[Data]
ハード:Playstation
メーカー:タイトー
発売日:1996.10.04
ジャンル:格闘アクション・3D
実勢価格:100~200円(中古価格)

評価:★★★

[Review] 2014.08.11

サイキックフォース

  

 360°全方向バトルの触れ込みで話題となった、アーケード3D格闘アクションゲームのPS移植タイトル。移植に当たって各登場キャラクターのストーリーモードが追加された。アーケードでは初代と初代のバランス調整版「サイキックフォースEX」が出ており、EXになってからかなり調整されて遊びやすくなったが、今作はそのEXの家庭用移植版となっている。
 主人公であるバーン・親友かつ敵組織のボスであるキースをはじめとした特色あるキャラクターと、そのキャラクターたちを織り交ぜたストーリーを揃え、圧倒的なキャラクター人気を掴んだ作品でもある。

 プレイヤーキャラとなるサイキッカー(超能力者)は空に浮いている。一般の格闘ゲームのような「ジャンプ」という概念はなく、「結界」と呼ばれる定められたフィールドの中を上下左右に飛び回りながら対戦することとなる。横からの視点・いわゆるサイドビューとなっており、奥行きの概念はない。そういった意味では、360°オールレンジバトルという触れ込みはどうかなあ?と思うところでもあるが。
 相手との距離感やダッシュ/クイックダッシュの活用によるスピーディな展開、結界の壁を使った攻撃と位置取り・間合いの駆け引き、サイコゲージの残量を考えた攻守の切り替えなどなど、対戦ツールとしてのシステムがどれもこれも素晴らしく、オリジナリティ溢れる作品となっている。中でも、エミリオなどが所持する「設置型超能力技」は大きなインパクトで、うまく配置することで、思わぬ方向・タイミングから攻撃を当てたり、連続ヒットさせたりといったことが可能になった。

 熱狂的なファンが多いゲームでなおかつオリジナル要素をたぶんに含んだゲームのためか、Wikipediaやゲームカタログではこのシリーズの特殊なシステムを事細かに解説してくれているので、細かい部分についてはそちらを参照していただきたい(→Wikipedia / →ゲームカタログ)。
  超能力技のコマンドは全体的に簡単(←→とか←→→とか)で、なおかつ方向の縛りがない(←→のコマンドは↑↓でも↓↑でも→←でも発動できるし、相手がどの方向にいても←→で発動可能)ので覚えやすかった。ちょっとキーレスポンスが悪いなとは思ったが、フレーム数もあるし仕方のないところか。スピーディーな戦いになるので、なおさら目立っているというところもあるだろう。

 惜しい点はバリアガードがあまりに無敵すぎたことだが、アーケードの初代→EXに変わったときにバリアガード発動時の消費サイコゲージ量が倍に変更されており、タイトー側でも意識して調整していたことがうかがえる。

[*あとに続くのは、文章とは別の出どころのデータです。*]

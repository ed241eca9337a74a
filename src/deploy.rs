use std::io::Write;

use tracing::info;

use crate::config::Config;
use crate::error::DeployResult;
use crate::scripts;
use crate::ssh::RemoteHost;

/// Upload the deploy script to the droplet and run it.
///
/// The local copy is removed once the upload is done, before the
/// script runs remotely. A failed upload removes it too.
pub fn deploy_application(config: &Config, remote: &dyn RemoteHost) -> DeployResult<()> {
    info!("Deploying application...");

    let script = scripts::deploy_script(&config.app);

    let mut staged = tempfile::Builder::new()
        .prefix("temp_deploy")
        .suffix(".sh")
        .tempfile_in(&config.work_dir)?;
    staged.write_all(script.as_bytes())?;
    staged.flush()?;

    remote.upload(staged.path(), &config.remote_script)?;
    staged.close()?;

    remote.exec(&format!("bash {}", config.remote_script))?;

    info!("Application deployed!");
    Ok(())
}
use std::fs;
use std::path::{Path, PathBuf};

use tracing::info;

use crate::cmd;
use crate::error::{DeployError, DeployResult};
use crate::provider::{CloudApi, NewSshKey};

/// The public key `ssh-keygen` writes next to `private_key`.
#[must_use]
pub fn public_key_path(private_key: &Path) -> PathBuf {
    let mut path = private_key.as_os_str().to_owned();
    path.push(".pub");
    PathBuf::from(path)
}

/// Generate an Ed25519 key pair at `path` unless a private key is
/// already there.
pub fn ensure_key_pair(path: &Path, comment: &str) -> DeployResult<()> {
    if path.exists() {
        info!("SSH key already exists: {}", path.display());
        return Ok(());
    }

    info!("Generating SSH key: {}", path.display());
    if let Some(parent) = path.parent() {
        fs::create_dir_all(parent)?;
    }

    let path_str = path.to_string_lossy();
    cmd::run(
        "ssh-keygen",
        &["-t", "ed25519", "-f", &path_str, "-N", "", "-C", comment, "-q"],
    )?;

    info!("SSH key generated");
    Ok(())
}

/// Make sure the public key is registered with the provider and
/// return its id. An identical key already on the account is
/// reused.
pub fn ensure_key_registered(
    api: &dyn CloudApi,
    public_key_path: &Path,
    name: &str,
) -> DeployResult<u64> {
    let public_key = fs::read_to_string(public_key_path)
        .map_err(|_| DeployError::FileNotFound(public_key_path.display().to_string()))?
        .trim()
        .to_string();

    if let Some(existing) = api
        .list_ssh_keys()?
        .into_iter()
        .find(|key| key.public_key == public_key)
    {
        info!("SSH key already uploaded: {}", existing.name);
        return Ok(existing.id);
    }

    info!("Uploading SSH key to DigitalOcean...");
    let created = api.create_ssh_key(&NewSshKey {
        name: name.to_string(),
        public_key,
    })?;
    info!(key_id = created.id, "SSH key uploaded");
    Ok(created.id)
}
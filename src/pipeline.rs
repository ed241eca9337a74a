use tracing::info;

use crate::cmd;
use crate::config::Config;
use crate::deploy;
use crate::dns;
use crate::error::{DeployError, DeployResult};
use crate::keys;
use crate::provider::CloudApi;
use crate::provision;
use crate::scripts;
use crate::ssh::{self, RemoteHost, SshSession};

type Connect<'a> = Box<dyn Fn(&str) -> Box<dyn RemoteHost> + 'a>;

/// Result of a completed run.
#[derive(Debug, Clone)]
pub struct Deployment {
    pub droplet_id: u64,
    pub ip: String,
    /// `false` when the DNS records have to be fixed by hand.
    pub dns_updated: bool,
}

/// Deployment pipeline: key pair, droplet, DNS, SSH wait, remote
/// bootstrap, always in that order.
pub struct Pipeline<'a> {
    config: &'a Config,
    api: Box<dyn CloudApi + 'a>,
    connect: Connect<'a>,
}

impl<'a> Pipeline<'a> {
    /// Pipeline reaching the droplet over SSH with the configured
    /// deploy key.
    #[must_use]
    pub fn new(config: &'a Config, api: impl CloudApi + 'a) -> Self {
        let connect: Connect<'a> = Box::new(move |ip: &str| {
            Box::new(SshSession::new(ip, &config.ssh_user).with_key(&config.ssh_key_path))
                as Box<dyn RemoteHost>
        });

        Self {
            config,
            api: Box::new(api),
            connect,
        }
    }

    /// Replace how the pipeline reaches the droplet once it has an
    /// address.
    #[must_use]
    pub fn remote<F>(mut self, connect: F) -> Self
    where
        F: Fn(&str) -> Box<dyn RemoteHost> + 'a,
    {
        self.connect = Box::new(connect);
        self
    }

    /// Run every stage. Any error other than a DNS failure stops
    /// the run; nothing created so far is rolled back.
    pub fn run(&self) -> DeployResult<Deployment> {
        let config = self.config;
        let api = self.api.as_ref();

        info!("Step 1: Setting up SSH key...");
        keys::ensure_key_pair(&config.ssh_key_path, &config.ssh_key_name)?;
        let key_id =
            keys::ensure_key_registered(api, &config.public_key_path(), &config.ssh_key_name)?;

        info!("Step 2: Creating droplet...");
        let (droplet_id, ip) = provision::create_instance(config, api, key_id)?;

        info!("Step 3: Updating DNS...");
        let dns_updated = dns::update_dns(api, &config.domain, &ip);

        info!("Step 4: Waiting for SSH...");
        let remote = (self.connect)(&ip);
        if !ssh::wait_for_ssh(remote.as_ref(), config.ssh_max_attempts, config.ssh_interval) {
            return Err(DeployError::SshUnreachable {
                host: ip,
                attempts: config.ssh_max_attempts,
            });
        }

        info!("Step 5: Deploying application...");
        deploy::deploy_application(config, remote.as_ref())?;

        Ok(Deployment {
            droplet_id,
            ip,
            dns_updated,
        })
    }
}

/// Check that the OpenSSH client tools are installed.
pub fn check_prerequisites() -> DeployResult<()> {
    for program in ["ssh", "scp", "ssh-keygen"] {
        if !cmd::command_exists(program) {
            return Err(DeployError::PrerequisiteMissing(format!(
                "{program} is not installed. \
                 Install the OpenSSH client"
            )));
        }
    }
    Ok(())
}

/// Human-readable summary printed after a successful run.
#[must_use]
pub fn summary(config: &Config, deployment: &Deployment) -> String {
    let project_dir = config.app.project_dir();
    let mut out = format!(
        "\n\
         ========================================\n\
         Deployment complete!\n\
         ========================================\n\
         \n\
         Droplet information:\n  \
         ID:         {id}\n  \
         IP:         {ip}\n  \
         Domain:     {domain}\n  \
         SSH:        ssh -i {key} {user}@{ip}\n\
         \n\
         Next steps:\n  \
         1. SSH into the droplet\n  \
         2. Configure {project_dir}/.env\n  \
         3. Run: cd {project_dir} && ./scripts/deploy-production.sh\n  \
         4. Wait for DNS propagation (~5-60 minutes)\n  \
         5. Visit https://{domain}\n\
         \n\
         Important:\n  \
         - Configure .env with production values\n  \
         - Change admin passwords after first login\n  \
         - Set up database backups\n",
        id = deployment.droplet_id,
        ip = deployment.ip,
        domain = config.domain,
        key = config.ssh_key_path.display(),
        user = config.ssh_user,
    );

    if !deployment.dns_updated {
        out.push_str(&format!(
            "  - DNS was not updated: point @ and www of {} at {} by hand\n",
            config.domain, deployment.ip
        ));
    }

    out
}

/// What a run would do, without touching the network or disk.
#[must_use]
pub fn dry_run(config: &Config) -> String {
    let mut out = String::new();
    out.push_str("=== Dry run: no changes will be made ===\n\n");

    out.push_str("--- cloud-init user_data ---\n");
    out.push_str(&scripts::cloud_init(&config.app.app_dir));
    out.push('\n');

    out.push_str(&format!("--- {} ---\n", config.remote_script));
    out.push_str(&scripts::deploy_script(&config.app));
    out.push('\n');

    out.push_str("--- Actions that would be performed ---\n");
    out.push_str(&format!(
        "1. Ensure SSH key {} exists and is registered as '{}'\n",
        config.ssh_key_path.display(),
        config.ssh_key_name
    ));
    out.push_str(&format!(
        "2. Create droplet '{}' ({}, {}, {}) and wait up to {}s for it to become active\n",
        config.droplet_name,
        config.region,
        config.size,
        config.image,
        config.active_timeout.as_secs()
    ));
    out.push_str(&format!(
        "3. Point A records @ and www of {} at the droplet\n",
        config.domain
    ));
    out.push_str(&format!(
        "4. Wait for SSH ({} attempts, {}s apart)\n",
        config.ssh_max_attempts,
        config.ssh_interval.as_secs()
    ));
    out.push_str(&format!(
        "5. Copy the deploy script to {} and run it\n",
        config.remote_script
    ));
    out
}
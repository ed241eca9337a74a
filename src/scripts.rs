//! Shell payloads sent to the droplet.
//!
//! Both scripts are plain text rendered from parameters; nothing on
//! this side parses them.

use crate::config::AppSource;

/// Ports opened in the droplet firewall.
pub const FIREWALL_PORTS: [u16; 3] = [22, 80, 443];

/// File written by the boot script once it has finished.
pub const READY_MARKER: &str = "/root/READY";

const COMPOSE_VERSION: &str = "v2.23.0";

/// Boot-time script passed as droplet `user_data`.
///
/// Updates packages, installs Docker and Docker Compose when
/// missing, creates the application directory, opens the firewall
/// and drops [`READY_MARKER`].
#[must_use]
pub fn cloud_init(app_dir: &str) -> String {
    let firewall: String = FIREWALL_PORTS
        .iter()
        .map(|port| format!("ufw allow {port}/tcp\n"))
        .collect();

    format!(
        r#"#!/bin/bash
set -e

# Update system
apt-get update
apt-get upgrade -y

# Install Docker if not present
if ! command -v docker &> /dev/null; then
    curl -fsSL https://get.docker.com -o get-docker.sh
    sh get-docker.sh
    rm get-docker.sh
fi

# Install Docker Compose if not present
if ! docker compose version &> /dev/null && ! command -v docker-compose &> /dev/null; then
    curl -L "https://github.com/docker/compose/releases/download/{COMPOSE_VERSION}/docker-compose-$(uname -s)-$(uname -m)" -o /usr/local/bin/docker-compose
    chmod +x /usr/local/bin/docker-compose
fi

# Create app directory
mkdir -p {app_dir}

# Set up firewall
{firewall}ufw --force enable

echo "Droplet ready for deployment" > {READY_MARKER}
echo "Cloud-init complete at $(date)" >> /var/log/cloud-init-output.log
"#
    )
}

/// Script copied to the droplet and run over SSH to fetch the
/// application code.
#[must_use]
pub fn deploy_script(app: &AppSource) -> String {
    format!(
        r#"#!/bin/bash
set -e

# Clone repository
cd {app_dir}
git clone {repo_url} .
cd {subdir}
git checkout {branch}

# The .env file is configured by hand before the first deploy.
echo "Repository cloned. Configure .env and run ./scripts/deploy-production.sh"
"#,
        app_dir = app.app_dir,
        repo_url = app.repo_url,
        subdir = app.subdir,
        branch = app.branch,
    )
}
use std::thread;
use std::time::{Duration, Instant};

use tracing::{debug, info};

use crate::config::Config;
use crate::error::{DeployError, DeployResult};
use crate::provider::{CloudApi, Droplet, DropletRequest};
use crate::scripts;

/// Build the droplet creation request for `config`.
#[must_use]
pub fn droplet_request(config: &Config, key_id: u64) -> DropletRequest {
    DropletRequest {
        name: config.droplet_name.clone(),
        region: config.region.clone(),
        size: config.size.clone(),
        image: config.image.clone(),
        ssh_keys: vec![key_id],
        user_data: scripts::cloud_init(&config.app.app_dir),
        tags: config.tags.clone(),
        ipv6: true,
    }
}

/// Create the droplet, wait for it to become active, and return
/// `(droplet_id, ipv4)`.
pub fn create_instance(
    config: &Config,
    api: &dyn CloudApi,
    key_id: u64,
) -> DeployResult<(u64, String)> {
    info!("Creating droplet '{}' in {}...", config.droplet_name, config.region);
    let created = api.create_droplet(&droplet_request(config, key_id))?;
    info!(droplet_id = created.id, "Droplet created");

    info!("Waiting for droplet to become active...");
    let droplet = wait_until_active(
        api,
        created.id,
        config.poll_interval,
        config.active_timeout,
    )?;

    let ip = droplet
        .ipv4()
        .ok_or(DeployError::NoIpv4Address(droplet.id))?
        .to_string();
    info!(%ip, "Droplet is active");

    Ok((droplet.id, ip))
}

/// Poll the droplet every `interval` until its status is `active`.
///
/// Gives up with [`DeployError::InstanceTimeout`] once `timeout`
/// has passed since the first poll.
pub fn wait_until_active(
    api: &dyn CloudApi,
    id: u64,
    interval: Duration,
    timeout: Duration,
) -> DeployResult<Droplet> {
    let started = Instant::now();

    loop {
        let droplet = api.get_droplet(id)?;
        if droplet.is_active() {
            return Ok(droplet);
        }
        debug!(droplet_id = id, status = %droplet.status, "droplet not active yet");

        let waited = started.elapsed();
        if waited >= timeout {
            return Err(DeployError::InstanceTimeout { id, waited });
        }
        thread::sleep(interval);
    }
}
//! Provision a `DigitalOcean` droplet and bootstrap an application
//! on it in one command.
//!
//! `dropship` creates a droplet with a cloud-init script that
//! installs Docker and opens the firewall, points the apex and
//! `www` A records of a domain at it, waits until SSH answers, then
//! copies a small script over and runs it to clone the application
//! repository. Configuring and starting the application is left to
//! the repository's own deploy script.
//!
//! # Architecture
//!
//! A run is a fixed sequence of stages driven by [`Pipeline`]:
//!
//! 1. **Key** - generate `~/.ssh/losricostacos_deploy` if missing and
//!    register it with `DigitalOcean` ([`keys`])
//! 2. **Droplet** - create the droplet and poll until it is active
//!    ([`provision`])
//! 3. **DNS** - update or create the `@` and `www` A records; a
//!    failure here is only a warning ([`dns`])
//! 4. **SSH** - probe the droplet until a session can be opened
//!    ([`ssh::wait_for_ssh`])
//! 5. **Deploy** - upload and run the checkout script ([`deploy`])
//!
//! The provider API and the remote host sit behind the
//! [`CloudApi`](provider::CloudApi) and
//! [`RemoteHost`](ssh::RemoteHost) traits.
//!
//! # Example
//!
//! ```rust,no_run
//! use dropship::{Config, DigitalOcean, Pipeline};
//!
//! fn main() -> anyhow::Result<()> {
//!     let config = Config::from_env()?;
//!     let api = DigitalOcean::new(&config.api_token)?;
//!
//!     let deployment = Pipeline::new(&config, api).run()?;
//!     eprintln!("{}", dropship::pipeline::summary(&config, &deployment));
//!     Ok(())
//! }
//! ```
//!
//! The `dropship` binary does the same after loading `.env`:
//!
//! ```sh
//! # Print the generated scripts and planned actions
//! dropship --dry-run
//!
//! # Provision and deploy
//! dropship
//! ```

// Allow noisy pedantic lints that don't add value for a
// deployment tool crate.
#![allow(
    clippy::missing_errors_doc,
    clippy::missing_panics_doc,
    clippy::module_name_repetitions
)]

pub mod cmd;
pub mod config;
pub mod deploy;
pub mod dns;
pub mod error;
pub mod keys;
pub mod pipeline;
pub mod provider;
pub mod provision;
pub mod scripts;
pub mod ssh;

pub use config::{AppSource, Config};
pub use error::{DeployError, DeployResult};
pub use pipeline::{Deployment, Pipeline};
pub use provider::CloudApi;
pub use provider::digitalocean::DigitalOcean;
pub use ssh::{RemoteHost, SshSession};
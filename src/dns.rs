use tracing::{info, warn};

use crate::error::{DeployError, DeployResult};
use crate::provider::{CloudApi, RecordRequest};

/// Record names pointed at the droplet: the apex and `www`.
pub const MANAGED_NAMES: [&str; 2] = ["@", "www"];

/// What happened to one managed record.
#[derive(Debug, Clone, PartialEq, Eq)]
pub enum RecordChange {
    Updated { name: String, id: u64 },
    Created { name: String, id: u64 },
}

/// Point the managed A records of `domain` at `ip`.
///
/// Failures are logged as warnings and reported as `false`; the
/// deployment carries on and DNS can be fixed by hand.
pub fn update_dns(api: &dyn CloudApi, domain: &str, ip: &str) -> bool {
    info!("Updating DNS for {domain}...");

    match reconcile_a_records(api, domain, ip) {
        Ok(_) => {
            info!("DNS updated successfully for {domain}");
            true
        }
        Err(e) => {
            warn!("DNS update failed: {e}");
            warn!("You may need to update DNS manually");
            false
        }
    }
}

/// Update the first A record for each managed name, and create the
/// ones that don't exist.
pub fn reconcile_a_records(
    api: &dyn CloudApi,
    domain: &str,
    ip: &str,
) -> DeployResult<Vec<RecordChange>> {
    if domain.is_empty() {
        return Err(DeployError::DnsError("no domain configured".into()));
    }

    let records = api.list_domain_records(domain)?;
    let mut changes = Vec::with_capacity(MANAGED_NAMES.len());

    for name in MANAGED_NAMES {
        let body = RecordRequest::a(name, ip);
        let existing = records
            .iter()
            .find(|r| r.kind == "A" && r.name == name);

        if let Some(record) = existing {
            let updated = api.update_domain_record(domain, record.id, &body)?;
            info!("Updated {} A record", display_name(name));
            changes.push(RecordChange::Updated {
                name: name.to_string(),
                id: updated.id,
            });
        } else {
            let created = api.create_domain_record(domain, &body)?;
            info!("Created {} A record", display_name(name));
            changes.push(RecordChange::Created {
                name: name.to_string(),
                id: created.id,
            });
        }
    }

    Ok(changes)
}

fn display_name(name: &str) -> &str {
    if name == "@" { "root" } else { name }
}
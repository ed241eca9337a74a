//! In-memory stand-ins for the provider API and the droplet.

#![allow(dead_code)]

use std::cell::{Cell, RefCell};
use std::collections::VecDeque;
use std::fs;
use std::io;
use std::path::{Path, PathBuf};
use std::rc::Rc;
use std::time::Duration;

use dropship::provider::{
    CloudApi, DomainRecord, Droplet, DropletRequest, NetworkV4, Networks, NewSshKey,
    RecordRequest, SshKey,
};
use dropship::{Config, DeployError, DeployResult, RemoteHost};

pub const DROPLET_ID: u64 = 4242;
pub const PUBLIC_KEY: &str = "ssh-ed25519 AAAAC3NzaC1lZDI1NTE5AAAAIFakeKeyMaterial losricostacos-deploy";

#[derive(Debug, Clone, PartialEq, Eq)]
pub enum Call {
    ListKeys,
    CreateKey(String),
    CreateDroplet(String),
    GetDroplet(u64),
    ListRecords(String),
    CreateRecord(String, RecordRequest),
    UpdateRecord(String, u64, RecordRequest),
}

fn server_error(endpoint: &'static str) -> DeployError {
    DeployError::Api {
        endpoint,
        status: reqwest::StatusCode::INTERNAL_SERVER_ERROR,
        body: "{\"id\":\"server_error\"}".to_string(),
    }
}

/// Scripted `CloudApi` that records every call.
pub struct FakeApi {
    pub keys: Vec<SshKey>,
    /// Status returned by successive `get_droplet` calls; the last
    /// one repeats.
    pub statuses: RefCell<VecDeque<&'static str>>,
    pub networks: Vec<NetworkV4>,
    pub records: Vec<DomainRecord>,
    pub fail_create_droplet: bool,
    pub fail_list_records: bool,
    pub fail_updates: bool,
    pub calls: RefCell<Vec<Call>>,
    pub droplet_requests: RefCell<Vec<DropletRequest>>,
}

impl FakeApi {
    pub fn new() -> Self {
        Self {
            keys: Vec::new(),
            statuses: RefCell::new(VecDeque::from(["new", "active"])),
            networks: vec![v4("198.51.100.7", "public")],
            records: Vec::new(),
            fail_create_droplet: false,
            fail_list_records: false,
            fail_updates: false,
            calls: RefCell::new(Vec::new()),
            droplet_requests: RefCell::new(Vec::new()),
        }
    }

    pub fn statuses(self, statuses: &[&'static str]) -> Self {
        *self.statuses.borrow_mut() = statuses.iter().copied().collect();
        self
    }

    pub fn calls(&self) -> Vec<Call> {
        self.calls.borrow().clone()
    }

    pub fn count(&self, pred: impl Fn(&Call) -> bool) -> usize {
        self.calls.borrow().iter().filter(|c| pred(c)).count()
    }

    fn record(&self, call: Call) {
        self.calls.borrow_mut().push(call);
    }
}

pub fn v4(ip: &str, kind: &str) -> NetworkV4 {
    NetworkV4 {
        ip_address: ip.to_string(),
        kind: kind.to_string(),
    }
}

pub fn ssh_key(id: u64, name: &str, public_key: &str) -> SshKey {
    SshKey {
        id,
        name: name.to_string(),
        public_key: public_key.to_string(),
        fingerprint: String::new(),
    }
}

pub fn a_record(id: u64, kind: &str, name: &str, data: &str) -> DomainRecord {
    DomainRecord {
        id,
        kind: kind.to_string(),
        name: name.to_string(),
        data: data.to_string(),
    }
}

impl CloudApi for FakeApi {
    fn list_ssh_keys(&self) -> DeployResult<Vec<SshKey>> {
        self.record(Call::ListKeys);
        Ok(self.keys.clone())
    }

    fn create_ssh_key(&self, key: &NewSshKey) -> DeployResult<SshKey> {
        self.record(Call::CreateKey(key.name.clone()));
        Ok(ssh_key(99, &key.name, &key.public_key))
    }

    fn create_droplet(&self, request: &DropletRequest) -> DeployResult<Droplet> {
        self.record(Call::CreateDroplet(request.name.clone()));
        self.droplet_requests.borrow_mut().push(request.clone());
        if self.fail_create_droplet {
            return Err(server_error("create droplet"));
        }
        Ok(Droplet {
            id: DROPLET_ID,
            name: request.name.clone(),
            status: "new".to_string(),
            networks: Networks::default(),
        })
    }

    fn get_droplet(&self, id: u64) -> DeployResult<Droplet> {
        self.record(Call::GetDroplet(id));
        let mut statuses = self.statuses.borrow_mut();
        let status = if statuses.len() > 1 {
            statuses.pop_front()
        } else {
            statuses.front().copied()
        }
        .unwrap_or("active");

        let networks = if status == "active" {
            Networks {
                v4: self.networks.clone(),
            }
        } else {
            Networks::default()
        };

        Ok(Droplet {
            id,
            name: "losricostacos-prod".to_string(),
            status: status.to_string(),
            networks,
        })
    }

    fn list_domain_records(&self, domain: &str) -> DeployResult<Vec<DomainRecord>> {
        self.record(Call::ListRecords(domain.to_string()));
        if self.fail_list_records {
            return Err(server_error("list domain records"));
        }
        Ok(self.records.clone())
    }

    fn create_domain_record(
        &self,
        domain: &str,
        record: &RecordRequest,
    ) -> DeployResult<DomainRecord> {
        self.record(Call::CreateRecord(domain.to_string(), record.clone()));
        Ok(a_record(500, &record.kind, &record.name, &record.data))
    }

    fn update_domain_record(
        &self,
        domain: &str,
        id: u64,
        record: &RecordRequest,
    ) -> DeployResult<DomainRecord> {
        self.record(Call::UpdateRecord(domain.to_string(), id, record.clone()));
        if self.fail_updates {
            return Err(server_error("update domain record"));
        }
        Ok(a_record(id, &record.kind, &record.name, &record.data))
    }
}

/// What a `FakeRemote` saw.
#[derive(Default)]
pub struct RemoteLog {
    /// Probe outcomes handed out in order; failure once exhausted.
    pub probe_results: RefCell<VecDeque<bool>>,
    pub probes: Cell<u32>,
    /// `(local path, remote path, content at upload time)`.
    pub uploads: RefCell<Vec<(PathBuf, String, String)>>,
    /// `(command, whether any uploaded local file still existed)`.
    pub commands: RefCell<Vec<(String, bool)>>,
    pub fail_upload: Cell<bool>,
    pub fail_exec: Cell<bool>,
}

/// Scripted `RemoteHost`; clones share one log.
#[derive(Clone)]
pub struct FakeRemote {
    pub host: String,
    pub log: Rc<RemoteLog>,
}

impl FakeRemote {
    pub fn new(probe_results: &[bool]) -> Self {
        let log = RemoteLog::default();
        *log.probe_results.borrow_mut() = probe_results.iter().copied().collect();
        Self {
            host: "198.51.100.7".to_string(),
            log: Rc::new(log),
        }
    }

    pub fn at(&self, host: &str) -> Self {
        Self {
            host: host.to_string(),
            log: Rc::clone(&self.log),
        }
    }
}

impl RemoteHost for FakeRemote {
    fn host(&self) -> &str {
        &self.host
    }

    fn probe(&self) -> DeployResult<()> {
        self.log.probes.set(self.log.probes.get() + 1);
        if self.log.probe_results.borrow_mut().pop_front().unwrap_or(false) {
            Ok(())
        } else {
            Err(DeployError::CommandTimeout {
                command: "ssh root@198.51.100.7 echo ok".to_string(),
                after: Duration::from_secs(10),
            })
        }
    }

    fn upload(&self, local_path: &Path, remote_path: &str) -> DeployResult<()> {
        let content = fs::read_to_string(local_path)?;
        self.log.uploads.borrow_mut().push((
            local_path.to_path_buf(),
            remote_path.to_string(),
            content,
        ));
        if self.log.fail_upload.get() {
            return Err(DeployError::Io(io::Error::other("scp: connection reset")));
        }
        Ok(())
    }

    fn exec(&self, command: &str) -> DeployResult<()> {
        let staged_exists = self
            .log
            .uploads
            .borrow()
            .iter()
            .any(|(local, _, _)| local.exists());
        self.log
            .commands
            .borrow_mut()
            .push((command.to_string(), staged_exists));
        if self.log.fail_exec.get() {
            return Err(DeployError::Io(io::Error::other("remote script failed")));
        }
        Ok(())
    }
}

/// Config rooted in `dir` with an existing key pair and
/// millisecond timings.
pub fn test_config(dir: &Path) -> Config {
    let mut config = Config::new("test-token", dir);
    config.ssh_key_path = dir.join("deploy_key");
    config.work_dir = dir.to_path_buf();
    config.poll_interval = Duration::from_millis(1);
    config.active_timeout = Duration::from_secs(5);
    config.ssh_max_attempts = 3;
    config.ssh_interval = Duration::from_millis(1);

    fs::write(&config.ssh_key_path, "PRIVATE KEY").unwrap();
    fs::write(config.public_key_path(), format!("{PUBLIC_KEY}\n")).unwrap();
    config
}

続編「2012」ではバリアガードそのものを破壊できる「バリアブレイク」が導入され、いっそう強い読み合いが可能になっている。

 この初代が出てから18年になるが、今までの3D格闘アクションでこのシリーズ以上のオリジナリティがあるゲームがあるだろうかと考えてみると、やっぱりないよなという結論になる。インカム等さまざまな問題があり、結果として2012を最後にアーケードでは登場しなかった不遇のシリーズだが、もっともっと表舞台に出てきておかしくないゲームだったと思うのだけど・・・
 この初代に限って言うと、続編である「2012」が今作の欠点をほぼ解消した素晴らしい作品なので、今このゲームをプレイする価値が相当薄くなっているのは間違いない。ストーリーモードが家庭用としての最大のウリだが、テキストがイマイチなせいかあんまり盛り上がらない(声優は高山みなみ氏・関智一氏など好演揃い)のも痛いところ。